Jiang Mu kissed him back like she was starving, deepening the contact as her breath caught, shifting restlessly in his lap, her hands sliding up and clinging to him, and there was something in her that wanted to be marked by this, not in bruises or proof, but in belonging, in the unspoken assurance that he was here, that he would not leave, that she did not have to carry her love alone like a secret too heavy for her body.
“I… want you,” she confessed against his mouth, the words trembling as if her need had turned her voice into something fragile, and Jin Zhao stilled for a heartbeat, eyes darkening with a quiet, terrible devotion, and he nodded once, slow and deliberate, his hand still warm against her cheek as if he was memorising her, as if he was promising to be careful with every part of her even when his own desire ran hot.
Her tears kept slipping free, and he kissed her with a heat that made her think of the sun again, because Jin Zhao was her sun, and perhaps that was why she burned for him so intensely, why she felt like she could not stand too close without catching fire, and yet why she still leaned in, again and again, willingly.
He drew her nearer, foreheads brushing, breath mingling, and Jiang Mu let herself be held there, on the edge of something tender and overwhelming, because she could feel the moment changing, deepening into intimacy that did not need to be described to be understood, that wordless space where love stops being spoken and becomes something you do with your hands, your mouth, your whole trembling existence.
“You’re my everything, Mu Mu,” he murmured, and she stared into his eyes, because the sincerity there made her heart pound faster, made her feel as though she was looking into a galaxy she had been yearning to explore, because his eyes were the doorway to his soul, and his gaze always felt like it was boring into her with an intensity that was almost painful, vulnerable in a way he tried so hard to hide, and whenever tears shimmered there, Jiang Mu’s first instinct was always the same, to touch his face, to ease the ache away with her thumb, as if she could soothe every harsh year he had survived.

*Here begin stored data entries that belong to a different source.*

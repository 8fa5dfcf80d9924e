use serde::{Deserialize, Serialize};
use std::fmt;
use std::path::PathBuf;

/// Recognized raster image formats
#[derive(Debug, Clone, PartialEq, Eq, Hash, Serialize, Deserialize)]
pub enum ImageFormat {
    Png,
    Jpeg,
    Bmp,
    Gif,
    Other(String),
}

impl ImageFormat {
    /// Determine format from file extension
    pub fn from_extension(ext: &str) -> Self {
        match ext.to_lowercase().as_str() {
            "png" => Self::Png,
            "jpg" | "jpeg" => Self::Jpeg,
            "bmp" => Self::Bmp,
            "gif" => Self::Gif,
            other => Self::Other(other.to_string()),
        }
    }

    /// Check if format is a recognized image format
    pub fn is_supported(&self) -> bool {
        match self {
            Self::Png | Self::Jpeg | Self::Bmp | Self::Gif => true,
            Self::Other(_) => false,
        }
    }
}

/// Representation of an image file in the source directory
#[derive(Debug, Clone, Serialize, Deserialize)]
pub struct ImageFile {
    /// Full path to the image file
    pub path: PathBuf,

    /// Image format, classified from the extension
    pub format: ImageFormat,
}

/// Outcome of a sampling run
#[derive(Debug, Clone)]
pub struct MoveReport {
    /// Number of files relocated
    pub moved: usize,

    /// Source directory
    pub source: PathBuf,

    /// Destination directory
    pub destination: PathBuf,

    /// Whether this was a dry run (nothing actually moved)
    pub dry_run: bool,
}

impl fmt::Display for MoveReport {
    fn fmt(&self, f: &mut fmt::Formatter<'_>) -> fmt::Result {
        if self.dry_run {
            write!(
                f,
                "{} files would be moved from {} to {}.",
                self.moved,
                self.source.display(),
                self.destination.display()
            )
        } else {
            write!(
                f,
                "{} files moved from {} to {}.",
                self.moved,
                self.source.display(),
                self.destination.display()
            )
        }
    }
}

It was almost reverent, the way she loved him, as if his very being was her holy grail and she yearned, fiercely, to unlock every intricacy inside his mind, to gather every warmth that had slipped through his fingers and return it to him, because she wanted to know him in a way she had never known anyone, not shallowly, not safely, but fully, because he was her favourite person, her habit, her dream, her everything.
“Zhao Zhao,” she breathed, voice breaking on his name as if it was a prayer, “I can’t live without you.”
He touched his forehead to hers, the simplest gesture, and yet it landed like a vow.
“Me neither,” he said, because he had always been a man of few words, and somehow his restraint made every syllable feel like a lifeline, like he meant it so deeply he could not afford to waste language on anything less than truth.
He once tried to turn her away, comparing them to the sun and the moon that chase each other but never meet, and even then she had refused to accept it, because in every waking moment she spent with him she disagreed with that cruel analogy, she believed the sun and the moon could kiss, could collide into something rare and breathtaking, an eclipse that steals the world’s breath, and that was what he felt like to her, that was what they felt like, Zhao Zhao and Mu Mu, a pairing so special it had turned so many pages of her heart that she had lost count.
The moon and the sun belonged together, she thought, not because it was easy, not because it was destined, but because when they found each other, even for a moment, the whole sky changed.